### Problem requirements
Please return every line in the entries below with the word "sequence" in it.

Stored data
┄┄┄┄┄┄┄┄┄┄

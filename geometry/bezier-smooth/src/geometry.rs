//! Geometry and feature types.
//!
//! These mirror the GeoJSON object model. With the `serde` feature enabled
//! they (de)serialize to and from GeoJSON geometry and feature objects.

#[cfg(feature = "serde")]
use serde::{Deserialize, Serialize};

/// A single coordinate: `[x, y]` or `[x, y, z]`.
///
/// Components past the third are carried through parsing but ignored by
/// smoothing.
pub type Position = Vec<f64>;

/// A geometry value.
///
/// Only [`LineString`](Self::LineString), [`MultiLineString`](Self::MultiLineString),
/// [`Polygon`](Self::Polygon) and [`MultiPolygon`](Self::MultiPolygon) can be
/// smoothed; the remaining variants are rejected by
/// [`smooth_geometry`](crate::smooth_geometry).
#[derive(Debug, Clone, PartialEq)]
#[cfg_attr(feature = "serde", derive(Serialize, Deserialize))]
#[cfg_attr(feature = "serde", serde(tag = "type"))]
pub enum Geometry {
    /// A single position.
    Point {
        /// The position.
        coordinates: Position,
    },
    /// Unconnected positions.
    MultiPoint {
        /// The positions.
        coordinates: Vec<Position>,
    },
    /// A connected sequence of positions.
    LineString {
        /// The vertices in order.
        coordinates: Vec<Position>,
    },
    /// Independent line strings.
    MultiLineString {
        /// One vertex sequence per line.
        coordinates: Vec<Vec<Position>>,
    },
    /// An exterior ring followed by zero or more holes.
    Polygon {
        /// Rings, exterior first.
        coordinates: Vec<Vec<Position>>,
    },
    /// Independent polygons.
    MultiPolygon {
        /// Rings of each polygon.
        coordinates: Vec<Vec<Vec<Position>>>,
    },
    /// A heterogeneous list of geometries.
    GeometryCollection {
        /// The member geometries.
        geometries: Vec<Geometry>,
    },
}

impl Geometry {
    /// Create a line string.
    #[must_use]
    pub fn line_string(coordinates: Vec<Position>) -> Self {
        Self::LineString { coordinates }
    }

    /// Create a multi line string.
    #[must_use]
    pub fn multi_line_string(coordinates: Vec<Vec<Position>>) -> Self {
        Self::MultiLineString { coordinates }
    }

    /// Create a polygon from its rings, exterior first.
    #[must_use]
    pub fn polygon(coordinates: Vec<Vec<Position>>) -> Self {
        Self::Polygon { coordinates }
    }

    /// Create a multi polygon.
    #[must_use]
    pub fn multi_polygon(coordinates: Vec<Vec<Vec<Position>>>) -> Self {
        Self::MultiPolygon { coordinates }
    }

    /// The GeoJSON type name of this geometry.
    #[must_use]
    pub const fn type_name(&self) -> &'static str {
        match self {
            Self::Point { .. } => "Point",
            Self::MultiPoint { .. } => "MultiPoint",
            Self::LineString { .. } => "LineString",
            Self::MultiLineString { .. } => "MultiLineString",
            Self::Polygon { .. } => "Polygon",
            Self::MultiPolygon { .. } => "MultiPolygon",
            Self::GeometryCollection { .. } => "GeometryCollection",
        }
    }

    /// Number of lines or rings that smoothing would process.
    ///
    /// Zero for variants that cannot be smoothed.
    #[must_use]
    pub fn num_lines(&self) -> usize {
        match self {
            Self::LineString { .. } => 1,
            Self::MultiLineString { coordinates } | Self::Polygon { coordinates } => {
                coordinates.len()
            }
            Self::MultiPolygon { coordinates } => coordinates.iter().map(Vec::len).sum(),
            Self::Point { .. } | Self::MultiPoint { .. } | Self::GeometryCollection { .. } => 0,
        }
    }
}

/// The GeoJSON `"type"` tag of a feature object.
#[derive(Debug, Clone, Copy, PartialEq, Eq, Default)]
#[cfg_attr(feature = "serde", derive(Serialize, Deserialize))]
enum FeatureTag {
    #[default]
    Feature,
}

/// A geometry paired with opaque properties.
///
/// Smoothing replaces the geometry and clones the properties unchanged.
///
/// # Example
///
/// ```
/// use bezier_smooth::{Feature, Geometry};
///
/// let feature = Feature::new(
///     Geometry::line_string(vec![vec![0.0, 0.0], vec![1.0, 1.0]]),
///     "stroke: #f00",
/// );
/// assert_eq!(feature.geometry.type_name(), "LineString");
/// ```
#[derive(Debug, Clone, PartialEq)]
#[cfg_attr(feature = "serde", derive(Serialize, Deserialize))]
pub struct Feature<P = ()> {
    #[cfg_attr(feature = "serde", serde(rename = "type", default))]
    #[allow(dead_code)]
    tag: FeatureTag,

    /// The feature geometry.
    pub geometry: Geometry,

    /// Caller-defined properties.
    pub properties: P,
}

impl<P> Feature<P> {
    /// Create a feature.
    #[must_use]
    pub fn new(geometry: Geometry, properties: P) -> Self {
        Self {
            tag: FeatureTag::Feature,
            geometry,
            properties,
        }
    }
}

┄┄┄┄┄┄┄┄┄┄

### Solution for this task
    /// A connected sequence of positions.
        /// One vertex sequence per line.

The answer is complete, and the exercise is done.